Haider has worked in William Osler Hospital for 20 years and says the hospital is there to provide care not just to patients but to families and staff. As they develop the curriculum for the med school, there will be an emphasis on medical students learning how to treat and care for the patient as a person first, and learning how to meet the unique needs of the patient population while being sensitive to the cultural norms and practices that are unique to the Brampton community.

The school of medicine will be built on a five-pillar foundation that is community-centric: primary care; culturally respectful care; innovation and technology to improve quality of care and patient outcomes; inter-professional healthcare networks; and support for the health and well-being of seniors.

Jasmine Pawa, a public health physician and faculty member at the University of Toronto, said many medical schools are challenged with faculty diversity and recruitment. She also believes medical schools like the new one at TMU should strive to cultivate a sense of humility, teaching their young students to know when to listen, when to be assertive, and when to step back, stop listening, and learn.

“It is really important in medical schools to find the balance between building confidence and medical knowledge,” she said, “ Students will lead teams and have a lot of responsibilities and decision-making in sometimes really stressful situations where people are very sick.” 

As Mbow contemplates training to be a doctor, she recalls her grandmother’s compassion and determination to advance within her community and help others.

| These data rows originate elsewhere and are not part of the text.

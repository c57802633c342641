use dmfgen_geometry::Polygon;
use tracing::warn;

/// Assigns labels to traced polygons.
///
/// The interactive flow hands the ordered polygons to a human; tests and
/// batch imports supply a scripted strategy instead. Returning `None` for
/// a polygon drops it (with a warning) rather than failing the import.
pub trait LabelStrategy {
    fn assign(&mut self, polygons: &[Polygon]) -> Vec<Option<String>>;
}

impl<F> LabelStrategy for F
where
    F: FnMut(&[Polygon]) -> Vec<Option<String>>,
{
    fn assign(&mut self, polygons: &[Polygon]) -> Vec<Option<String>> {
        self(polygons)
    }
}

/// Labels polygons "A", "B", … "Z", "AA", "AB", … in trace order.
#[derive(Debug, Default, Clone, Copy)]
pub struct SequentialLabels;

impl LabelStrategy for SequentialLabels {
    fn assign(&mut self, polygons: &[Polygon]) -> Vec<Option<String>> {
        (0..polygons.len()).map(spreadsheet_label).collect()
    }
}

/// 0 → "A" … 25 → "Z", 26 → "AA" … 701 → "ZZ"; `None` beyond that.
#[must_use]
pub fn spreadsheet_label(n: usize) -> Option<String> {
    const ALPHABET: u32 = 26;
    let n = n as u32;
    if n < ALPHABET {
        char::from_u32('A' as u32 + n).map(String::from)
    } else if n < ALPHABET * ALPHABET + ALPHABET {
        let first = char::from_u32('A' as u32 + n / ALPHABET - 1)?;
        let second = char::from_u32('A' as u32 + n % ALPHABET)?;
        Some(format!("{first}{second}"))
    } else {
        None
    }
}

/// Pair traced polygons with labels from `strategy`, dropping (with a
/// warning) any polygon the strategy leaves unlabeled.
pub fn label_polygons(
    polygons: Vec<Polygon>,
    strategy: &mut dyn LabelStrategy,
) -> Vec<(String, Polygon)> {
    let mut labels = strategy.assign(&polygons);
    labels.resize(polygons.len(), None);

    let mut out = Vec::with_capacity(polygons.len());
    for (i, (label, polygon)) in labels.into_iter().zip(polygons).enumerate() {
        match label {
            Some(label) => out.push((label, polygon)),
            None => warn!(polygon = i, "traced polygon left unlabeled; dropping it"),
        }
    }
    out
}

 “I admire my grandmother because she was a very bright soul and one of the most genuine, intelligent, and empathetic people I knew,” Mbow says, smiling as she recalls their time together. She was also determined, never giving up on becoming a nurse even though she was a mother of seven children and had to work hard until she achieved that goal, something that has kept Mbow focused on her career plan despite hearing about hardships people face while pursuing medical school. 

“I remember when in my childhood I lived with her, I would sneak to the clinic she worked in since it was close to our house to watch her interact with patients and the staff,” Mbow recalls fondly. “She always sent me back home since the clinic was dangerous for a child.” 

Home is still very much on Mbow’s mind these days, as she contemplates a future following her grandmother’s footsteps into the medical profession.

“It will be easier to finish premed at TMU and move to TMU School of Medicine than to other schools in Canada,” she said, considering her plan to apply to medical school next year. “I am comfortable in this city and wish to finish medicine here.”